Dataset entries
╔══
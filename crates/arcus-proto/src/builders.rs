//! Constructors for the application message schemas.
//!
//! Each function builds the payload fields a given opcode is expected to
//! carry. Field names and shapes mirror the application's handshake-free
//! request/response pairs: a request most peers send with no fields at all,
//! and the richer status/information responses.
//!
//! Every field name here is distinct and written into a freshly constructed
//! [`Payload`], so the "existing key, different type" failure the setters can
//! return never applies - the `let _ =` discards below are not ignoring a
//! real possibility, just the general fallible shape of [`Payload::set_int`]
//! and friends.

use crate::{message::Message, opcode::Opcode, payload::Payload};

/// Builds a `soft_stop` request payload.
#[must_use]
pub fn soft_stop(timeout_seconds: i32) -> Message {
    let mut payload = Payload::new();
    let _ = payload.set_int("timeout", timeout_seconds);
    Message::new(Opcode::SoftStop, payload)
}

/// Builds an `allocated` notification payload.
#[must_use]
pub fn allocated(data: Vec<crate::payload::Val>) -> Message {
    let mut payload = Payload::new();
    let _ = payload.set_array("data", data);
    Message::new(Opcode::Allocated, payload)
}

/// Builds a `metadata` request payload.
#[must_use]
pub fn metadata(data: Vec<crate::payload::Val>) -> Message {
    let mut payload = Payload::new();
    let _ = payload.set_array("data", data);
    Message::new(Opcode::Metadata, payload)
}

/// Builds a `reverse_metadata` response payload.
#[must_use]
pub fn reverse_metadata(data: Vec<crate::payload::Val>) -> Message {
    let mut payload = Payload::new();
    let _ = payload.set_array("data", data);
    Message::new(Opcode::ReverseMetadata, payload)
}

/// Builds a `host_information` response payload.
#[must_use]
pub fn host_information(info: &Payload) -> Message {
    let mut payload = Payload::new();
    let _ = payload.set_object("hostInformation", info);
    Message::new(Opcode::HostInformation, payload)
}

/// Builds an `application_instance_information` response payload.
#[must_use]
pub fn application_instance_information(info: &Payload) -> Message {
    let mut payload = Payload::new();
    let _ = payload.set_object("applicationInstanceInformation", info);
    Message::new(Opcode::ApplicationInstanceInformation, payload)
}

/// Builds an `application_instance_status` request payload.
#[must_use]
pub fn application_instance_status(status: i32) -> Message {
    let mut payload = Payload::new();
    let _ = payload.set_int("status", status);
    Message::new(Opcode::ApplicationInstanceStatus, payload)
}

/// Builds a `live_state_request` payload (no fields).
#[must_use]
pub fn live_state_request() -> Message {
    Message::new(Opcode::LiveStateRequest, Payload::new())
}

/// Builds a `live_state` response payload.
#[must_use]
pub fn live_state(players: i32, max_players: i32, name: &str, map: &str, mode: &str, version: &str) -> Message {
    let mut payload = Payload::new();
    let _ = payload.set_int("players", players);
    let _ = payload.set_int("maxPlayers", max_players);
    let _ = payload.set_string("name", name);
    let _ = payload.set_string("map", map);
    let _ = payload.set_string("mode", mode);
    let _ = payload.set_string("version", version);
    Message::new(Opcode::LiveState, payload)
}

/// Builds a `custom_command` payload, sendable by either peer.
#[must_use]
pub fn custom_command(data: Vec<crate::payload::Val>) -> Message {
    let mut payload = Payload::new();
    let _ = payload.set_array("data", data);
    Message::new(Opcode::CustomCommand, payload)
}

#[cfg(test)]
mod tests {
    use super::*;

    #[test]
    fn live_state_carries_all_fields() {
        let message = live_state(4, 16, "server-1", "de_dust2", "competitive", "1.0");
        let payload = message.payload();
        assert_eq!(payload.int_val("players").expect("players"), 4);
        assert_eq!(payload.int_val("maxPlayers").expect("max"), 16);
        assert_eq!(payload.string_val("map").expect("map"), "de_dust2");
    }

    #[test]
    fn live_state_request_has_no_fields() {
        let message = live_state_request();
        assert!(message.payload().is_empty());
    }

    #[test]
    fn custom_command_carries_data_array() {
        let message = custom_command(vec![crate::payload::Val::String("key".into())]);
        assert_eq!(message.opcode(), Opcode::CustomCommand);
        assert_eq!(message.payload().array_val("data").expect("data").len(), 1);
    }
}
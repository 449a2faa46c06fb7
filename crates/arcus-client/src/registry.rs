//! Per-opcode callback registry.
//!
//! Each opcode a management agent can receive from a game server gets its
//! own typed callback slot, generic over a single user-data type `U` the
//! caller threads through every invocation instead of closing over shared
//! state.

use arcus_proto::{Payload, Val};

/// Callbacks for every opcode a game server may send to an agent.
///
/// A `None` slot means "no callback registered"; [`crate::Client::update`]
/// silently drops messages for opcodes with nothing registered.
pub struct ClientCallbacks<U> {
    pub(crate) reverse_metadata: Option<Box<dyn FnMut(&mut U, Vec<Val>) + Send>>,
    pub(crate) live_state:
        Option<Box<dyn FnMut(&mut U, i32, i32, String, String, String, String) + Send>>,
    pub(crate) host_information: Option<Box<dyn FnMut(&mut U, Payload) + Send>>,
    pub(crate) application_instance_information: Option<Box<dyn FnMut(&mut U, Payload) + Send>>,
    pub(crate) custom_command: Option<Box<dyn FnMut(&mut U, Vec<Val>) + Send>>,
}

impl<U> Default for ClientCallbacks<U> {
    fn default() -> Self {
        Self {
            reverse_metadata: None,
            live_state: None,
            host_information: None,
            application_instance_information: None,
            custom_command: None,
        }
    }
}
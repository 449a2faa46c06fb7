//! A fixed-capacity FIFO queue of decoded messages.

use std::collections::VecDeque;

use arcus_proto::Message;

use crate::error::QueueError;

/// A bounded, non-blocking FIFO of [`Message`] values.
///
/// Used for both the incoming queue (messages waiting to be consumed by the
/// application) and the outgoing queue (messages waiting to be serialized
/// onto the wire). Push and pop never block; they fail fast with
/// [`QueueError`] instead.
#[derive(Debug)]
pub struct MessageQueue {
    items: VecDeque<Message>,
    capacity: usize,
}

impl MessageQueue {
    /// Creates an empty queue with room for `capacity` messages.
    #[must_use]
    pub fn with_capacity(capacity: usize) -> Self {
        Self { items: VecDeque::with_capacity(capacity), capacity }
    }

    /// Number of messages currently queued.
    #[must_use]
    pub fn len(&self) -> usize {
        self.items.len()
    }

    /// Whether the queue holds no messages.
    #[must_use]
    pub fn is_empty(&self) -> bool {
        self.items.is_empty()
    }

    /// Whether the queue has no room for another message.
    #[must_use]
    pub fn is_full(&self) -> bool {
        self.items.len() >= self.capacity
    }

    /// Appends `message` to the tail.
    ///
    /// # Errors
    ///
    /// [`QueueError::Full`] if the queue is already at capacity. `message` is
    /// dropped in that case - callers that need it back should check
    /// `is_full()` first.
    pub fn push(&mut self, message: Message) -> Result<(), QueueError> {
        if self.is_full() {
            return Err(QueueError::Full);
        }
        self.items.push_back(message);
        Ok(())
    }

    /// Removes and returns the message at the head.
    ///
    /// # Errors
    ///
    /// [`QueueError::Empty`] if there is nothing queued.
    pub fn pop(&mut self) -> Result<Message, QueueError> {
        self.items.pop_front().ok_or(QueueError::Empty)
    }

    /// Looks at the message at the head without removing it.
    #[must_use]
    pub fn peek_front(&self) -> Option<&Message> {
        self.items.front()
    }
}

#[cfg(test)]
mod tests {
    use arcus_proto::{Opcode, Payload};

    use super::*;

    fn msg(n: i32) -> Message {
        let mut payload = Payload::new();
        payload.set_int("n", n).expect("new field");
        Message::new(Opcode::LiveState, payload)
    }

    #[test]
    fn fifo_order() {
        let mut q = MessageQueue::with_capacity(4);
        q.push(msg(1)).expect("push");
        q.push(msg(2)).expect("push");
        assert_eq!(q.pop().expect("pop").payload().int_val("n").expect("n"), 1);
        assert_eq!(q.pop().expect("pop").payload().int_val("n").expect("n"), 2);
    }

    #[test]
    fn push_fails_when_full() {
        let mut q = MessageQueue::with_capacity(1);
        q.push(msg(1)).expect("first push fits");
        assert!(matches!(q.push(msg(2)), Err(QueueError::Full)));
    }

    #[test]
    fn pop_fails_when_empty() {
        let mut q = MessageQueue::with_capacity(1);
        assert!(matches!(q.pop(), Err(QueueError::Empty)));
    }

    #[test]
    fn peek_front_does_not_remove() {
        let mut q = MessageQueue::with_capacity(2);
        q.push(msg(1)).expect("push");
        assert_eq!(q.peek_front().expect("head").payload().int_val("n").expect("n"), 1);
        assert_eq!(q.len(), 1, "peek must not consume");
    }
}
╚══
╔══
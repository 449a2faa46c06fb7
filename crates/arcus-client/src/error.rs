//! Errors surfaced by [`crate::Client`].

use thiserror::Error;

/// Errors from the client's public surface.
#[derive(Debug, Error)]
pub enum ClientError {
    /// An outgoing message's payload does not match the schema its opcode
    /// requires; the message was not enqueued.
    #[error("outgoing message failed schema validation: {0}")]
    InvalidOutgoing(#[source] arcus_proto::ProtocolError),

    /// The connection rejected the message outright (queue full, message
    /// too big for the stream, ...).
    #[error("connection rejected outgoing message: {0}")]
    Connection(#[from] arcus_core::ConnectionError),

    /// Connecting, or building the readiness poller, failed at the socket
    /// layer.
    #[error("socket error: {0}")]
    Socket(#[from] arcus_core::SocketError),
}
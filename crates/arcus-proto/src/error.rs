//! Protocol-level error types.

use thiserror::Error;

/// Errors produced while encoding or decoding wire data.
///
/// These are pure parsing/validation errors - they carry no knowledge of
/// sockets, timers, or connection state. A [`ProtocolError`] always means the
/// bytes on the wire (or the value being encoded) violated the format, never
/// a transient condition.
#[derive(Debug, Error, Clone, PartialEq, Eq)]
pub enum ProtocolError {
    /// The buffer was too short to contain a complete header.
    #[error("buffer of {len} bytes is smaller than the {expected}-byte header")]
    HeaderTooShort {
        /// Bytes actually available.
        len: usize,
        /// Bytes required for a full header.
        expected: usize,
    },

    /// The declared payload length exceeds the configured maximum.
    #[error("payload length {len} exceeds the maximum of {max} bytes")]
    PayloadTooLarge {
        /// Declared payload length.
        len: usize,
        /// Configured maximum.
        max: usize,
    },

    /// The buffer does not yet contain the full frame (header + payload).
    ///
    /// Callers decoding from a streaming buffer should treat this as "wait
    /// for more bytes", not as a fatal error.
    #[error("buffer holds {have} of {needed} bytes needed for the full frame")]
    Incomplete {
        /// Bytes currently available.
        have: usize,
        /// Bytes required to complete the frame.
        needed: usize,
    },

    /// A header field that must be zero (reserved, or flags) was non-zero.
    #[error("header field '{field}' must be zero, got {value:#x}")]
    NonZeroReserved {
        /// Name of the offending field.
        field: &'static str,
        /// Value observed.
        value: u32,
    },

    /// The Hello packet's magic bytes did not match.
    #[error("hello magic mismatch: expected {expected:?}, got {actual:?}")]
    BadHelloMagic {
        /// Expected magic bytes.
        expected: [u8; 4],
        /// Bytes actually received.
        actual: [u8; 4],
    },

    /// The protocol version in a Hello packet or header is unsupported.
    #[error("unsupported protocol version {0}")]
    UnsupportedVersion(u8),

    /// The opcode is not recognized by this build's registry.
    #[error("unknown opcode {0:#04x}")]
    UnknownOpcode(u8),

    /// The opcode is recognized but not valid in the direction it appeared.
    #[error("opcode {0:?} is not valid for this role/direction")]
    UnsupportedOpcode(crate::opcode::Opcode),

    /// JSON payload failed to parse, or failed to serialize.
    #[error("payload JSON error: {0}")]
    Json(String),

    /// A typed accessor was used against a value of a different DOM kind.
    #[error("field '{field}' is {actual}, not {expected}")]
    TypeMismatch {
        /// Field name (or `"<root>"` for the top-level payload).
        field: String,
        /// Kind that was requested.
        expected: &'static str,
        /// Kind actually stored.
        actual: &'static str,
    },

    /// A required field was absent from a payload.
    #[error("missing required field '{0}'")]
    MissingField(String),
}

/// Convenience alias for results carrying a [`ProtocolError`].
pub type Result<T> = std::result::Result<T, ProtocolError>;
╚══
Select the lines from the entries that include the word "level".

//! Protocol-level error types.
        /// Field name (or `"<root>"` for the top-level payload).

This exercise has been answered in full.